The span to repeat in the listing below runs from the line containing "to YAML file" to the line containing "fallback to default", inclusive. Repeat it exactly, and only it.

○ ○ ○ ○

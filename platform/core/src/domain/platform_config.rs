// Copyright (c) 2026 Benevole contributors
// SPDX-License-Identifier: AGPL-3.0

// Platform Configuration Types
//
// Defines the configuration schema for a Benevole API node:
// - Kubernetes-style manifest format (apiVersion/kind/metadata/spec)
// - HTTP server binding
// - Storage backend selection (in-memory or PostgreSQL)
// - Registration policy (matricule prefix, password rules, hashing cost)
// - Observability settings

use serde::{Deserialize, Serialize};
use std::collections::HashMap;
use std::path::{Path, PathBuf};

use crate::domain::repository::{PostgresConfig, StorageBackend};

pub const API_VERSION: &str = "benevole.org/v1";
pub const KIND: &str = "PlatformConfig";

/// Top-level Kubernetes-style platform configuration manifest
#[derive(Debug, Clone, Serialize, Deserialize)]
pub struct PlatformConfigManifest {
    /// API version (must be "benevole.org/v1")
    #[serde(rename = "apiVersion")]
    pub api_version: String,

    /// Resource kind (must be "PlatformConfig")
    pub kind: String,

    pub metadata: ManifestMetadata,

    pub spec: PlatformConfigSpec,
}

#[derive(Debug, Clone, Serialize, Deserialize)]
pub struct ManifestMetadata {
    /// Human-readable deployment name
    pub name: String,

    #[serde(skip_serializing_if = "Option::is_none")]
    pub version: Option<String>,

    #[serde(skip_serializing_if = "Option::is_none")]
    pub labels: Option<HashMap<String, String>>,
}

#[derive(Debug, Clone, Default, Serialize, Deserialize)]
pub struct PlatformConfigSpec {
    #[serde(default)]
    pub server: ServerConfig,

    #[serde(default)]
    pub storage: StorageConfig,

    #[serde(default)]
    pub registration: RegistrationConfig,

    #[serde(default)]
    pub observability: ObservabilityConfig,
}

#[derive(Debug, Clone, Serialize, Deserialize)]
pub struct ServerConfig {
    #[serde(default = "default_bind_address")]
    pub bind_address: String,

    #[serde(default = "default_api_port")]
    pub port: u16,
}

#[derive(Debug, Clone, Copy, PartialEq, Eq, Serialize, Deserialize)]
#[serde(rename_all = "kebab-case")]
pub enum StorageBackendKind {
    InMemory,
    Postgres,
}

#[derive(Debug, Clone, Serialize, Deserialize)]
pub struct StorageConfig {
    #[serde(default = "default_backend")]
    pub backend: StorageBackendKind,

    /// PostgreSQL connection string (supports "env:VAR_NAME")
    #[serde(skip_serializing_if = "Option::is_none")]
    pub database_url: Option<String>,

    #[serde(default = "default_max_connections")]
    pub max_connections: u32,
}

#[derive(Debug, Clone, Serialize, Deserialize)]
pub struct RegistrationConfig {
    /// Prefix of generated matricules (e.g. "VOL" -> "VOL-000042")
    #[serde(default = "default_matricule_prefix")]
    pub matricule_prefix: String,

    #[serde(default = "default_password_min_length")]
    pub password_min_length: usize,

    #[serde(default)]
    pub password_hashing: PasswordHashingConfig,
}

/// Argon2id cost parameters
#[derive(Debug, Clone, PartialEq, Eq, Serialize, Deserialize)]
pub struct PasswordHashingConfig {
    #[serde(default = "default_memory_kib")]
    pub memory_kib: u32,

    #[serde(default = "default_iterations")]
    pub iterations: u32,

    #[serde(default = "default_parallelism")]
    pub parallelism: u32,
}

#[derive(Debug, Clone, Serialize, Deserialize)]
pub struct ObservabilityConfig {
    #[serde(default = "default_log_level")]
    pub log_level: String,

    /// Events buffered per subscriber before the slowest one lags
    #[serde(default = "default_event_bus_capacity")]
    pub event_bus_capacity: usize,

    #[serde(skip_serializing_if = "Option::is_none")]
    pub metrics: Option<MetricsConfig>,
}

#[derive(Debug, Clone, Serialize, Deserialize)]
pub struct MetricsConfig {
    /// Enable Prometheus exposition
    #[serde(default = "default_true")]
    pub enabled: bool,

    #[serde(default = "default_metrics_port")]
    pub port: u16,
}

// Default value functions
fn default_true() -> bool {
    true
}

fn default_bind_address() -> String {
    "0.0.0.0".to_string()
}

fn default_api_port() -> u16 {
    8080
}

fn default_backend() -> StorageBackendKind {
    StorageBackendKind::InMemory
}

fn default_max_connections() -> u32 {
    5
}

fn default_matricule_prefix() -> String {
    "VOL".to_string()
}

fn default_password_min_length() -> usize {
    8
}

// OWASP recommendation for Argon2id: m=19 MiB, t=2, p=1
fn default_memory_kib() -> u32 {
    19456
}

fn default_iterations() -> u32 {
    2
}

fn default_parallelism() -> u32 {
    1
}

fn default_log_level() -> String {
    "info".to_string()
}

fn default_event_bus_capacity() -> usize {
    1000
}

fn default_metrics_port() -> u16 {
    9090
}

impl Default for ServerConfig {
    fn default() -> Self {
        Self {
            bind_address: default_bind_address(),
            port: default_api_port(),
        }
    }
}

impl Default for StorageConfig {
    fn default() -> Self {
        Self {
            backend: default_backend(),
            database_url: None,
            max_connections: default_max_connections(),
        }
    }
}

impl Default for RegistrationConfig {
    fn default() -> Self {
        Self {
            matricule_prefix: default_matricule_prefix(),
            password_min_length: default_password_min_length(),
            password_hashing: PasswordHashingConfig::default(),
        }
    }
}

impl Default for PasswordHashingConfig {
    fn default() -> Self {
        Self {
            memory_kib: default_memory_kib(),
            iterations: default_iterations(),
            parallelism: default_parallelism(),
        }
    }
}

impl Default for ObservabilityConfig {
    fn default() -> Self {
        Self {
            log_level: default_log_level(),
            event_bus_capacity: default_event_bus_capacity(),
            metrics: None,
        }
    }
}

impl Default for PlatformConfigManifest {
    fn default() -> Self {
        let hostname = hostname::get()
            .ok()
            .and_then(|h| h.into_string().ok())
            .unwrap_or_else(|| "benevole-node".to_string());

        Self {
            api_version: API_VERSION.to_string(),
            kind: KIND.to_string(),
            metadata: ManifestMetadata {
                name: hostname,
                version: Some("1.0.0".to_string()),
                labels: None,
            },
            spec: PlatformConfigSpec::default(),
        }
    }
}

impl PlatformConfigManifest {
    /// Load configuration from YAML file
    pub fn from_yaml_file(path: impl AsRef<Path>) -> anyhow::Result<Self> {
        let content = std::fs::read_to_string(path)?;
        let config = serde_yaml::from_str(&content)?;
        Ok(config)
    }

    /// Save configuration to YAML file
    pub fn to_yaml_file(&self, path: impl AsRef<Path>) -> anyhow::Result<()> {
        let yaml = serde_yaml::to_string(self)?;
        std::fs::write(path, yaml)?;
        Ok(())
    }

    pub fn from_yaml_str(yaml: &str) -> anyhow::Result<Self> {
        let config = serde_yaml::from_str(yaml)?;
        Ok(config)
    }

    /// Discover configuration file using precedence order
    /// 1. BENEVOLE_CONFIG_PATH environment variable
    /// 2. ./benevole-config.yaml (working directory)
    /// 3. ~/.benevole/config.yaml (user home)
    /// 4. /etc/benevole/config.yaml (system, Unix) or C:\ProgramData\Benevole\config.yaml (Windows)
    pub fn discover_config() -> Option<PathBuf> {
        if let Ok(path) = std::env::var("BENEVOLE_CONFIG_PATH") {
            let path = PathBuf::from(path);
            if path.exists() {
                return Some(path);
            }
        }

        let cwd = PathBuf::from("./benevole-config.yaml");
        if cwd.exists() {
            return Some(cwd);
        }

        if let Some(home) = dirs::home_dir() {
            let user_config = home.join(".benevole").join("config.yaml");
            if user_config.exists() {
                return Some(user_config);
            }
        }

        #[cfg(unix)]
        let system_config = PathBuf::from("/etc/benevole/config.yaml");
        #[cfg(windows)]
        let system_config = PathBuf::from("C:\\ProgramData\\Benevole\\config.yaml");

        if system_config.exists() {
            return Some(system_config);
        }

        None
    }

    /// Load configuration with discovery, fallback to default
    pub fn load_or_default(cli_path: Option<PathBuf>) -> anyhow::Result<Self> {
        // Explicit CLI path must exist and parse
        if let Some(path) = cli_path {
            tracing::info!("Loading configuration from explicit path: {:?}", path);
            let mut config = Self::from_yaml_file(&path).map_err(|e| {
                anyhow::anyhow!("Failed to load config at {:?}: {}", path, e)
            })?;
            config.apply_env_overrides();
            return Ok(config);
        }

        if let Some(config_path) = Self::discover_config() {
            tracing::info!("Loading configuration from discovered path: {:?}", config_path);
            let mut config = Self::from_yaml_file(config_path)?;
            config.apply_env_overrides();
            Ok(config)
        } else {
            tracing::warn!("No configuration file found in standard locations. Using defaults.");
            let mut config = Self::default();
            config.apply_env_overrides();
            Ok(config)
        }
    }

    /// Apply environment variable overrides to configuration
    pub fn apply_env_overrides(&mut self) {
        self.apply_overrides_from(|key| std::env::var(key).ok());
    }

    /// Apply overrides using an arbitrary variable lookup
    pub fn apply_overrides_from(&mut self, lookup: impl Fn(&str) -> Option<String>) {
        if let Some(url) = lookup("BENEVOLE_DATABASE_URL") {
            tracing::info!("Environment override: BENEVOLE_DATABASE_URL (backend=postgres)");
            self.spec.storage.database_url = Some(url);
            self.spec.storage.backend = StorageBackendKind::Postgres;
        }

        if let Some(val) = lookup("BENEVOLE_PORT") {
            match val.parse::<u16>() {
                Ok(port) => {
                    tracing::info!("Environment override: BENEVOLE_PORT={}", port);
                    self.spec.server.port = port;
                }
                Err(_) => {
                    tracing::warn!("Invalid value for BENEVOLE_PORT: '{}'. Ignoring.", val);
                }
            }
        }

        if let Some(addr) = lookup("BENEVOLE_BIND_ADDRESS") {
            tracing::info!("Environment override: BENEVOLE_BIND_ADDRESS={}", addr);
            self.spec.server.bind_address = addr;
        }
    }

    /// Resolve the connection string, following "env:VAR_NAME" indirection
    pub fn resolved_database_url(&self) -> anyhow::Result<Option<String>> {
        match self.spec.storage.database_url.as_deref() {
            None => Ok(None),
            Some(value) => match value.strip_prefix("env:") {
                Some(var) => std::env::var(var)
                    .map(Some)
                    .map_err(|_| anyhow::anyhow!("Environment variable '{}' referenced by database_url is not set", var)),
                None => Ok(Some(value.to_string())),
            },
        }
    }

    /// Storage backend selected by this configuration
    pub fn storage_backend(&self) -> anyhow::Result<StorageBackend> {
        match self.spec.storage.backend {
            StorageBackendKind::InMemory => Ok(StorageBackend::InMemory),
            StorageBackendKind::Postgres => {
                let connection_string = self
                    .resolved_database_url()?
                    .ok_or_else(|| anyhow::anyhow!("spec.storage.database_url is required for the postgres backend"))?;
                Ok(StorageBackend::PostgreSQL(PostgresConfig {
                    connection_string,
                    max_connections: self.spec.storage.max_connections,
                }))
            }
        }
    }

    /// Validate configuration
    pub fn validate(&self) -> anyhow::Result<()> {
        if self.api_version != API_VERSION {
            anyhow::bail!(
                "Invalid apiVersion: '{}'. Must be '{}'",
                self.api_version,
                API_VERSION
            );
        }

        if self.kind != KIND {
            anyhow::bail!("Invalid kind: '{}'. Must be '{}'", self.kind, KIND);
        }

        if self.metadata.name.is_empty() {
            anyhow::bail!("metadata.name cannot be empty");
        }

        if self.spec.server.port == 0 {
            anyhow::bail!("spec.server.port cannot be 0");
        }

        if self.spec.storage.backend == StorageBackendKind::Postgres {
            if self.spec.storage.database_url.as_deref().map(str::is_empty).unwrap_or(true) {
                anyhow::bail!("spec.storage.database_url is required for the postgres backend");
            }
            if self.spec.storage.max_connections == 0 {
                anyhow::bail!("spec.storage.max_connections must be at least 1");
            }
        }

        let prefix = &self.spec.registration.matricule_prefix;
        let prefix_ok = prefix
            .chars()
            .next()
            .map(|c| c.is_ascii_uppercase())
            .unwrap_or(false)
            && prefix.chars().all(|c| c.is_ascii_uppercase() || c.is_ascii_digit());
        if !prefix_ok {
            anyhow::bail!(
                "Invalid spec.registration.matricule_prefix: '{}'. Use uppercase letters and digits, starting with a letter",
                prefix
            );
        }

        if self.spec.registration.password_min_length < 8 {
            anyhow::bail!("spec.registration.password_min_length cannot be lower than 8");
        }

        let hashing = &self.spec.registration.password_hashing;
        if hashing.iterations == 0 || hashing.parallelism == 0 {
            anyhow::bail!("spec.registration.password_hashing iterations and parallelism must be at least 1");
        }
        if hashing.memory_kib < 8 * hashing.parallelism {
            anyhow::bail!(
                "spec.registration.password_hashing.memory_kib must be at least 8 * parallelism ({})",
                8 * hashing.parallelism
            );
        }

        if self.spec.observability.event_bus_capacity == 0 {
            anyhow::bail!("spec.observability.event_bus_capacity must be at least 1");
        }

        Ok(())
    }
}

○ ○ ○ ○

RESPONSE BOX:
    /// Save configuration to YAML file
    pub fn to_yaml_file(&self, path: impl AsRef<Path>) -> anyhow::Result<()> {
        let yaml = serde_yaml::to_string(self)?;
        std::fs::write(path, yaml)?;
        Ok(())
    }

    pub fn from_yaml_str(yaml: &str) -> anyhow::Result<Self> {
        let config = serde_yaml::from_str(yaml)?;
        Ok(config)
    }

    /// Discover configuration file using precedence order
    /// 1. BENEVOLE_CONFIG_PATH environment variable
    /// 2. ./benevole-config.yaml (working directory)
    /// 3. ~/.benevole/config.yaml (user home)
    /// 4. /etc/benevole/config.yaml (system, Unix) or C:\ProgramData\Benevole\config.yaml (Windows)
    pub fn discover_config() -> Option<PathBuf> {
        if let Ok(path) = std::env::var("BENEVOLE_CONFIG_PATH") {
            let path = PathBuf::from(path);
            if path.exists() {
                return Some(path);
            }
        }

        let cwd = PathBuf::from("./benevole-config.yaml");
        if cwd.exists() {
            return Some(cwd);
        }

        if let Some(home) = dirs::home_dir() {
            let user_config = home.join(".benevole").join("config.yaml");
            if user_config.exists() {
                return Some(user_config);
            }
        }

        #[cfg(unix)]
        let system_config = PathBuf::from("/etc/benevole/config.yaml");
        #[cfg(windows)]
        let system_config = PathBuf::from("C:\\ProgramData\\Benevole\\config.yaml");

        if system_config.exists() {
            return Some(system_config);
        }

        None
    }

    /// Load configuration with discovery, fallback to default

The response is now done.